EXERCISE PROMPT
Reproduce the listing verbatim through the line with "const DEFAULT_TIMEOUT_MS: f64 = 300.0;".

EXTRACTED ENTRIES
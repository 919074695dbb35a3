//! Silence-based end-of-speech detection
//!
//! A monotonically increasing generation counter is bumped on every input;
//! each armed timer captures its generation and is ignored at firing time if
//! the generation has moved on. A repeated STT transcript (same normalized
//! text as the previous STT activity) halves the silence window so the turn
//! completes quickly after the provider re-emits a stable transcript.

use std::sync::Arc;
use std::time::{Duration, SystemTime, UNIX_EPOCH};

use async_trait::async_trait;
use parking_lot::Mutex;
use tokio_util::sync::CancellationToken;
use tracing::debug;

use voxflow_core::{Options, Result};

use super::{EndOfSpeech, EndOfSpeechResult, EosCallback, EosInput};

const DEFAULT_TIMEOUT_MS: f64 = 300.0;

#[derive(Clone, Copy, PartialEq, Eq)]
enum Activity {
    None,
    User,
    System,
    Stt,
}

struct State {
    generation: u64,
    started_at: Option<SystemTime>,
    speech: String,
    last_activity: Activity,
    last_stt_norm: String,
}

impl State {
    fn reset(&mut self) {
        self.generation += 1;
        self.started_at = None;
        self.speech.clear();
        self.last_activity = Activity::None;
        self.last_stt_norm.clear();
    }
}

/// Silence-window end-of-speech detector
pub struct SilenceEndOfSpeech {
    callback: EosCallback,
    base_threshold: Duration,
    state: Arc<Mutex<State>>,
    token: CancellationToken,
}

impl SilenceEndOfSpeech {
    /// `microphone.eos.timeout` (float milliseconds) sets the base silence
    /// window; the token cancels any armed timer.
    pub fn new(callback: EosCallback, options: &Options, token: CancellationToken) -> Self {
        let timeout_ms = options
            .get_f64("microphone.eos.timeout")
            .unwrap_or(DEFAULT_TIMEOUT_MS);
        Self {
            callback,
            base_threshold: Duration::from_micros((timeout_ms * 1000.0) as u64),
            state: Arc::new(Mutex::new(State {
                generation: 0,
                started_at: None,
                speech: String::new(),
                last_activity: Activity::None,
                last_stt_norm: String::new(),
            })),
            token: token.child_token(),
        }
    }

    fn epoch_seconds(t: SystemTime) -> f64 {
        t.duration_since(UNIX_EPOCH)
            .map(|d| d.as_secs_f64())
            .unwrap_or(0.0)
    }

    /// Fire the callback with the current utterance and reset for the next
    /// one. Must be called without the state lock held.
    fn invoke(callback: &EosCallback, state: &Mutex<State>) {
        let result = {
            let mut st = state.lock();
            let start = st.started_at.unwrap_or_else(SystemTime::now);
            let result = EndOfSpeechResult {
                start_at: Self::epoch_seconds(start),
                end_at: Self::epoch_seconds(SystemTime::now()),
                speech: st.speech.clone(),
            };
            st.reset();
            result
        };
        (callback)(result);
    }

    /// Arm the silence timer for the current generation
    fn arm(&self, threshold: Duration) {
        let generation = self.state.lock().generation;
        let state = Arc::clone(&self.state);
        let callback = Arc::clone(&self.callback);
        let token = self.token.clone();

        tokio::spawn(async move {
            tokio::select! {
                _ = token.cancelled() => {}
                _ = tokio::time::sleep(threshold) => {
                    let stale = state.lock().generation != generation;
                    if stale {
                        debug!(generation, "silence timer superseded");
                        return;
                    }
                    Self::invoke(&callback, &state);
                }
            }
        });
    }
}

/// Lowercase and strip everything that is not alphanumeric or whitespace,
/// collapsing runs of whitespace
pub(crate) fn normalize_transcript(text: &str) -> String {
    let filtered: String = text
        .to_lowercase()
        .chars()
        .filter(|c| c.is_alphanumeric() || c.is_whitespace())
        .collect();
    filtered.split_whitespace().collect::<Vec<_>>().join(" ")
}

#[async_trait]
impl EndOfSpeech for SilenceEndOfSpeech {
    fn name(&self) -> &'static str {
        "silence_end_of_speech"
    }

    async fn analyze(&self, input: EosInput) -> Result<()> {
        if self.token.is_cancelled() {
            return Ok(());
        }
        match input {
            EosInput::User { message, time } => {
                if message.trim().is_empty() {
                    return Ok(());
                }
                {
                    let mut st = self.state.lock();
                    st.generation += 1;
                    st.started_at.get_or_insert(time);
                    st.speech = message;
                    st.last_activity = Activity::User;
                }
                Self::invoke(&self.callback, &self.state);
            }
            EosInput::System { time } => {
                let mut st = self.state.lock();
                st.generation += 1;
                st.started_at.get_or_insert(time);
                st.last_activity = Activity::System;
                drop(st);
                self.arm(self.base_threshold);
            }
            EosInput::Stt {
                message,
                is_complete,
                time,
            } => {
                if message.trim().is_empty() {
                    return Ok(());
                }
                let norm = normalize_transcript(&message);
                let threshold = {
                    let mut st = self.state.lock();
                    st.generation += 1;
                    st.started_at.get_or_insert(time);
                    let repeated = is_complete
                        && st.last_activity == Activity::Stt
                        && st.last_stt_norm == norm;
                    st.speech = message;
                    st.last_activity = Activity::Stt;
                    st.last_stt_norm = norm;
                    if repeated {
                        self.base_threshold / 2
                    } else {
                        self.base_threshold
                    }
                };
                self.arm(threshold);
            }
        }
        Ok(())
    }

    fn close(&self) {
        self.token.cancel();
    }
}

#[cfg(test)]
mod tests {
    use super::*;
    use std::sync::atomic::{AtomicUsize, Ordering};
    use std::time::Instant;
    use tokio::sync::mpsc;

    fn detector(
        timeout_ms: f64,
    ) -> (
        SilenceEndOfSpeech,
        mpsc::UnboundedReceiver<EndOfSpeechResult>,
        CancellationToken,
    ) {
        let (tx, rx) = mpsc::unbounded_channel();
        let callback: EosCallback = Arc::new(move |res| {
            let _ = tx.send(res);
        });
        let opts = Options::new().with("microphone.eos.timeout", timeout_ms);
        let token = CancellationToken::new();
        (
            SilenceEndOfSpeech::new(callback, &opts, token.clone()),
            rx,
            token,
        )
    }

    async fn recv_within(
        rx: &mut mpsc::UnboundedReceiver<EndOfSpeechResult>,
        ms: u64,
    ) -> Option<EndOfSpeechResult> {
        tokio::time::timeout(Duration::from_millis(ms), rx.recv())
            .await
            .ok()
            .flatten()
    }

    #[tokio::test]
    async fn test_user_input_triggers_immediately() {
        let (eos, mut rx, _) = detector(1000.0);
        let start = Instant::now();
        eos.analyze(EosInput::user("user said something")).await.unwrap();
        let res = recv_within(&mut rx, 200).await.expect("callback");
        assert!(start.elapsed() < Duration::from_millis(50));
        assert_eq!(res.speech, "user said something");
        assert!(res.end_at >= res.start_at);
        assert!(res.start_at > 0.0);
    }

    #[tokio::test]
    async fn test_empty_user_input_ignored() {
        let (eos, mut rx, _) = detector(100.0);
        eos.analyze(EosInput::user("   ")).await.unwrap();
        assert!(recv_within(&mut rx, 250).await.is_none());
    }

    #[tokio::test]
    async fn test_system_input_arms_base_window() {
        let (eos, mut rx, _) = detector(150.0);
        let start = Instant::now();
        eos.analyze(EosInput::system()).await.unwrap();
        recv_within(&mut rx, 500).await.expect("callback");
        let elapsed = start.elapsed();
        assert!(
            elapsed >= Duration::from_millis(135) && elapsed <= Duration::from_millis(220),
            "elapsed {elapsed:?}"
        );
    }

    #[tokio::test]
    async fn test_incomplete_stt_uses_base_window() {
        let (eos, mut rx, _) = detector(150.0);
        let start = Instant::now();
        eos.analyze(EosInput::stt("hello world", false)).await.unwrap();
        recv_within(&mut rx, 500).await.expect("callback");
        let elapsed = start.elapsed();
        assert!(
            elapsed >= Duration::from_millis(135) && elapsed <= Duration::from_millis(220),
            "elapsed {elapsed:?}"
        );
    }

    #[tokio::test]
    async fn test_repeated_transcript_halves_window() {
        let (eos, mut rx, _) = detector(300.0);
        eos.analyze(EosInput::stt("hello world", true)).await.unwrap();
        let start = Instant::now();
        eos.analyze(EosInput::stt("hello world", true)).await.unwrap();
        recv_within(&mut rx, 600).await.expect("callback");
        let elapsed = start.elapsed();
        // 300 / 2 = 150ms
        assert!(
            elapsed >= Duration::from_millis(120) && elapsed <= Duration::from_millis(230),
            "elapsed {elapsed:?}"
        );
    }

    #[tokio::test]
    async fn test_normalized_match_halves_window() {
        let (eos, mut rx, _) = detector(250.0);
        eos.analyze(EosInput::stt("Hello, World!", true)).await.unwrap();
        let start = Instant::now();
        eos.analyze(EosInput::stt("hello world", true)).await.unwrap();
        recv_within(&mut rx, 600).await.expect("callback");
        let elapsed = start.elapsed();
        // 250 / 2 = 125ms
        assert!(
            elapsed >= Duration::from_millis(95) && elapsed <= Duration::from_millis(200),
            "elapsed {elapsed:?}"
        );
    }

    #[tokio::test]
    async fn test_different_transcript_keeps_base_window() {
        let (eos, mut rx, _) = detector(100.0);
        eos.analyze(EosInput::stt("hello", true)).await.unwrap();
        let start = Instant::now();
        eos.analyze(EosInput::stt("goodbye", true)).await.unwrap();
        recv_within(&mut rx, 400).await.expect("callback");
        let elapsed = start.elapsed();
        assert!(
            elapsed >= Duration::from_millis(85) && elapsed <= Duration::from_millis(170),
            "elapsed {elapsed:?}"
        );
    }

    #[tokio::test]
    async fn test_system_activity_blocks_adjustment() {
        let (eos, mut rx, _) = detector(150.0);
        eos.analyze(EosInput::system()).await.unwrap();
        let start = Instant::now();
        eos.analyze(EosInput::stt("stt text", true)).await.unwrap();
        recv_within(&mut rx, 500).await.expect("callback");
        let elapsed = start.elapsed();
        assert!(
            elapsed >= Duration::from_millis(135) && elapsed <= Duration::from_millis(220),
            "elapsed {elapsed:?}"
        );
    }

    #[tokio::test]
    async fn test_new_input_invalidates_pending_timer() {
        let (eos, mut rx, _) = detector(300.0);
        eos.analyze(EosInput::system()).await.unwrap();
        tokio::time::sleep(Duration::from_millis(150)).await;
        eos.analyze(EosInput::system()).await.unwrap();
        // 300ms past the first arming, only 150ms past the second
        tokio::time::sleep(Duration::from_millis(160)).await;
        assert!(rx.try_recv().is_err(), "superseded timer fired");
        // The second arming fires on schedule
        recv_within(&mut rx, 400).await.expect("callback");
    }

    #[tokio::test]
    async fn test_at_most_one_firing_per_arming() {
        let count = Arc::new(AtomicUsize::new(0));
        let cb_count = Arc::clone(&count);
        let callback: EosCallback = Arc::new(move |_| {
            cb_count.fetch_add(1, Ordering::SeqCst);
        });
        let opts = Options::new().with("microphone.eos.timeout", 100.0);
        let eos = SilenceEndOfSpeech::new(callback, &opts, CancellationToken::new());

        eos.analyze(EosInput::system()).await.unwrap();
        tokio::time::sleep(Duration::from_millis(250)).await;
        assert_eq!(count.load(Ordering::SeqCst), 1);

        // Reusable for the next utterance
        eos.analyze(EosInput::user("next")).await.unwrap();
        tokio::time::sleep(Duration::from_millis(50)).await;
        assert_eq!(count.load(Ordering::SeqCst), 2);
    }

    #[tokio::test]
    async fn test_cancellation_suppresses_callback() {
        let (eos, mut rx, token) = detector(200.0);
        eos.analyze(EosInput::system()).await.unwrap();
        token.cancel();
        assert!(recv_within(&mut rx, 400).await.is_none());
    }

    #[tokio::test]
    async fn test_close_is_idempotent() {
        let (eos, mut rx, _) = detector(100.0);
        eos.close();
        eos.close();
        eos.analyze(EosInput::system()).await.unwrap();
        assert!(recv_within(&mut rx, 250).await.is_none());
    }

    #[test]
    fn test_normalize_transcript() {
        for (input, expected) in [
            ("hello world", "hello world"),
            ("Hello World", "hello world"),
            ("hello, world!", "hello world"),
            ("Hello, WORLD!!!", "hello world"),
            ("123 abc 456", "123 abc 456"),
            ("test@#$%", "test"),
            ("café", "café"),
        ] {
            assert_eq!(normalize_transcript(input), expected, "input {input:?}");
        }
    }
}
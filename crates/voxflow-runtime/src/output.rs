//! Outbound notifications toward the transport adapter

use async_trait::async_trait;

use voxflow_core::packet::{Action, InterruptionSource};
use voxflow_core::Result;

/// One normalized output toward the carrier. Within one context id, events
/// are delivered in the order the runtime emits them.
#[derive(Debug, Clone)]
pub enum OutputEvent {
    /// User-turn echo (in-progress transcript or the finalized text)
    UserText {
        id: String,
        text: String,
        completed: bool,
    },
    /// Assistant text, streamed or final
    AssistantText {
        id: String,
        text: String,
        completed: bool,
    },
    /// One synthesized audio frame
    AssistantAudio { id: String, bytes: Vec<u8> },
    /// The user barged in
    Interruption {
        source: InterruptionSource,
        /// Unix seconds
        time: f64,
    },
    /// A conversation-level action fired
    Action { name: String, action: Action },
}

/// The transport side of the runtime: one writer per carrier session
#[async_trait]
pub trait TransportOutput: Send + Sync {
    async fn notify(&self, event: OutputEvent) -> Result<()>;
}
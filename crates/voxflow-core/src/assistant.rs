//! Assistant configuration bound to a conversation
//!
//! Read-only for the runtime; fetched once at conversation start.

use std::collections::HashMap;

use serde::{Deserialize, Serialize};

use crate::conversation::Source;
use crate::options::Options;

/// Per-source deployment policy. Durations are minutes, fractional values
/// allowed (0.05 = 3 seconds).
#[derive(Debug, Clone, Default, Serialize, Deserialize)]
pub struct DeploymentBehavior {
    /// Greeting template, rendered with the conversation args
    pub greeting: Option<String>,
    /// Apology template used by the error path
    pub mistake: Option<String>,
    /// Idle timeout in minutes; 0 or absent disables the idle timer
    pub idle_timeout_minutes: Option<f64>,
    /// Idle prompts allowed before the conversation is ended
    pub idle_backoff_count: Option<u32>,
    /// Prompt spoken when the idle timer fires
    pub idle_timeout_message: Option<String>,
    /// Hard session cap in minutes; 0 or absent disables it
    pub max_session_minutes: Option<f64>,
    /// Whether a user turn resets the idle-prompt backoff counter
    #[serde(default = "default_backoff_reset")]
    pub idle_backoff_reset: bool,
}

fn default_backoff_reset() -> bool {
    true
}

/// One callable function exposed to the model
#[derive(Debug, Clone, Serialize, Deserialize)]
pub struct AssistantTool {
    pub id: u64,
    pub name: String,
    pub description: Option<String>,
    /// One of: knowledge_retrieval, api_request, endpoint, put_on_hold,
    /// end_of_conversation, mcp
    pub execution_method: String,
    /// Parameter schema fields, JSON-schema shaped
    pub fields: serde_json::Value,
    /// Method-specific options (mcp.server_url, request.url, ...)
    #[serde(default)]
    pub options: Options,
}

/// Remote WebSocket executor endpoint
#[derive(Debug, Clone, Serialize, Deserialize)]
pub struct ProviderWebsocket {
    pub url: String,
    #[serde(default)]
    pub headers: HashMap<String, String>,
    #[serde(default)]
    pub parameters: HashMap<String, String>,
}

/// Remote gRPC executor endpoint
#[derive(Debug, Clone, Serialize, Deserialize)]
pub struct ProviderGrpc {
    pub url: String,
    /// Optional PEM root certificate; a certificate that fails to parse
    /// aborts initialization
    #[serde(default)]
    pub certificate: String,
    #[serde(default)]
    pub metadata: HashMap<String, String>,
}

/// Static configuration bound to a conversation
#[derive(Debug, Clone, Serialize, Deserialize)]
pub struct Assistant {
    pub id: u64,
    pub version: String,
    pub name: String,
    /// Executor selection: "websocket", "grpc" or "completion"
    pub executor: String,
    #[serde(default)]
    pub provider_websocket: Option<ProviderWebsocket>,
    #[serde(default)]
    pub provider_grpc: Option<ProviderGrpc>,
    /// Provider/model options, dotted keys (listen.*, speak.*, microphone.*)
    #[serde(default)]
    pub options: Options,
    /// Tool catalog registered at conversation start
    #[serde(default)]
    pub tools: Vec<AssistantTool>,
    #[serde(default)]
    pub phone_deployment: Option<DeploymentBehavior>,
    #[serde(default)]
    pub web_plugin_deployment: Option<DeploymentBehavior>,
    #[serde(default)]
    pub sdk_deployment: Option<DeploymentBehavior>,
    #[serde(default)]
    pub whatsapp_deployment: Option<DeploymentBehavior>,
    #[serde(default)]
    pub debugger_deployment: Option<DeploymentBehavior>,
}

impl Assistant {
    /// Deployment behavior for a source; an unconfigured source has no
    /// deployment and therefore no greeting or timers.
    pub fn behavior(&self, source: Source) -> Option<&DeploymentBehavior> {
        match source {
            Source::Phone => self.phone_deployment.as_ref(),
            Source::WebPlugin => self.web_plugin_deployment.as_ref(),
            Source::Sdk => self.sdk_deployment.as_ref(),
            Source::Whatsapp => self.whatsapp_deployment.as_ref(),
            Source::Debugger => self.debugger_deployment.as_ref(),
        }
    }
}

#[cfg(test)]
mod tests {
    use super::*;

    fn assistant_with_phone_behavior() -> Assistant {
        Assistant {
            id: 7,
            version: "v1".into(),
            name: "support".into(),
            executor: "websocket".into(),
            provider_websocket: None,
            provider_grpc: None,
            options: Options::default(),
            tools: Vec::new(),
            phone_deployment: Some(DeploymentBehavior {
                greeting: Some("Hi {name}!".into()),
                ..Default::default()
            }),
            web_plugin_deployment: None,
            sdk_deployment: None,
            whatsapp_deployment: None,
            debugger_deployment: None,
        }
    }

    #[test]
    fn test_behavior_selected_by_source() {
        let a = assistant_with_phone_behavior();
        assert!(a.behavior(Source::Phone).is_some());
        assert!(a.behavior(Source::Sdk).is_none());
    }

    #[test]
    fn test_backoff_reset_defaults_on() {
        let b: DeploymentBehavior = serde_json::from_str("{}").unwrap();
        assert!(b.idle_backoff_reset);
    }
}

EXPECTED ANSWER
repository 919074695dbb35a3
//! Silence-based end-of-speech detection
//!
//! A monotonically increasing generation counter is bumped on every input;
//! each armed timer captures its generation and is ignored at firing time if
//! the generation has moved on. A repeated STT transcript (same normalized
//! text as the previous STT activity) halves the silence window so the turn
//! completes quickly after the provider re-emits a stable transcript.

use std::sync::Arc;
use std::time::{Duration, SystemTime, UNIX_EPOCH};

use async_trait::async_trait;
use parking_lot::Mutex;
use tokio_util::sync::CancellationToken;
use tracing::debug;

use voxflow_core::{Options, Result};

use super::{EndOfSpeech, EndOfSpeechResult, EosCallback, EosInput};

const DEFAULT_TIMEOUT_MS: f64 = 300.0;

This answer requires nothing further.